Disney’s expansion into the streaming world continues apace.
The multimedia behemoth has announced that it is assuming full control of Hulu from partner Comcast effective immediately. Hulu was a joint project divided among Disney, Fox, and NBC Universal (eventually Comcast). Time Warner (eventually AT&T) also owned a small piece of the streamer but later sold it. Disney acquired Fox’s 33% of Hulu when it acquired Fox, leaving Comcast and its 33% as a minority partner. According to CNBC, Comcast has also agreed to sell its 33% stake in Hulu to Disney in 2024 for at least $27.5 billion even if the stake is worth less than that. That means within five years Hulu will belong entirely to Disney.
“We believe strongly in the direct-to-consumer space and our content is a key driver of that ecosystem,” NBC Universal CEO Steve Burke said in a statement. “The extension of the Hulu content-licensing agreement will generate significant cash flow for us, while giving us maximum flexibility to program and distribute to our own direct-to-consumer platform, as we build that business. Significantly, this transaction also affirms the value of our stake, provides a path to liquidity and ensures our continued equity participation in Hulu’s success.”
As part of the deal, Disney will pay Comcast for the existing NBC Universal content on Hulu for the next five years. Though NBC Universal will be able to run the same content on its own streaming service, which is expected to arrive next spring.
Disney’s consolidation of its Hulu power comes just a month after it announced the details of its own exclusive streaming service, Disney+. Disney+ will launch on November 12, 2019 and will eventually house all of Disney’s content including the film libraries of Star Wars, Marvel, and Pixar, along with other original content based on Disney’s many intellectual properties. Disney previously expressed that no R-rated content would appear on Disney+, opening up an opportunity to more adult content on Hulu.
FX Networks Chief John Landgraf told reporters at Disney’s upfronts presentation that Hulu will be the “North Star” of FX’s streaming efforts.
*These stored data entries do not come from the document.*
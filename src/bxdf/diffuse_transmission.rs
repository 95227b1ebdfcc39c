use crate::bxdf::{lobe_split, AbstractBxDF, BSDFSample, BxDFFlags};
use crate::color::SampledSpectrum;
use crate::math::sampling::{cosine_hemisphere_pdf, sample_cosine_hemisphere};
use crate::math::*;

/// Lambertian reflection and transmission. Lobes are chosen in proportion
/// to the largest channel of each.
#[derive(Debug, Clone)]
pub struct DiffuseTransmissionBxDF {
    r: SampledSpectrum,
    t: SampledSpectrum,
}

impl DiffuseTransmissionBxDF {
    pub fn new(r: SampledSpectrum, t: SampledSpectrum) -> DiffuseTransmissionBxDF {
        DiffuseTransmissionBxDF { r, t }
    }

    fn split(&self) -> Option<(Float, Float)> {
        lobe_split(self.r.max_component_value(), self.t.max_component_value())
    }
}

impl AbstractBxDF for DiffuseTransmissionBxDF {
    fn f(&self, wo: Vec3f, wi: Vec3f) -> SampledSpectrum {
        if same_hemisphere(wo, wi) {
            self.r * FRAC_1_PI
        } else {
            self.t * FRAC_1_PI
        }
    }

    fn sample_f(&self, wo: Vec3f, uc: Float, u: Point2f) -> Option<BSDFSample> {
        let (pr, pt) = self.split()?;

        let mut wi = sample_cosine_hemisphere(u);
        if uc < pr {
            if wo.z < 0.0 {
                wi.z = -wi.z;
            }
            let pdf = cosine_hemisphere_pdf(abs_cos_theta(wi)) * pr;
            Some(BSDFSample::new(self.f(wo, wi), wi, pdf, BxDFFlags::DIFFUSE_REFLECTION))
        } else {
            if wo.z > 0.0 {
                wi.z = -wi.z;
            }
            let pdf = cosine_hemisphere_pdf(abs_cos_theta(wi)) * pt;
            Some(BSDFSample::new(self.f(wo, wi), wi, pdf, BxDFFlags::DIFFUSE_TRANSMISSION))
        }
    }

    fn pdf(&self, wo: Vec3f, wi: Vec3f) -> Float {
        let Some((pr, pt)) = self.split() else {
            return 0.0;
        };

        if same_hemisphere(wo, wi) {
            pr * cosine_hemisphere_pdf(abs_cos_theta(wi))
        } else {
            pt * cosine_hemisphere_pdf(abs_cos_theta(wi))
        }
    }

    fn flags(&self) -> BxDFFlags {
        let mut flags = BxDFFlags::DIFFUSE;

        if !self.r.is_zero() {
            flags |= BxDFFlags::REFLECTION;
        }

        if !self.t.is_zero() {
            flags |= BxDFFlags::TRANSMISSION;
        }

        flags
    }
}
“I think the possibilities of a platform like Hulu are much more exciting to us in the long-run than trying to scale up a standalone version,” Landgraf said, referring to FX’s own (and probably ill-fated) standalone streaming app. Landgraf also added that “FX doesn’t belong on Disney+ at all. … It belongs on Hulu.”
Not long after Disney and Comcast announced their Hulu deal, Disney CEO Bob Iger spoke at the MoffettNathanson Media & Communications Summit in New York and emphasized that having both Hulu and Disney+ in the fold will create more opportunities for streaming “bundles.”
“Today, the bundle is still an important part of our business,” Iger said (and as transcribed by Deadline). “There’s much more competition in the world today for people’s time and money. It’s not competition that comes just from Netflix. It’s competition that comes from many, many different directions.”
Disney also owns ESPN and BAMTech, the streaming arm of Major League Baseball. Iger confirmed that BAMTech will form the backbone of Hulu’s streaming service and there could be opportunities for Hulu/ESPN+/Disney+ bundles.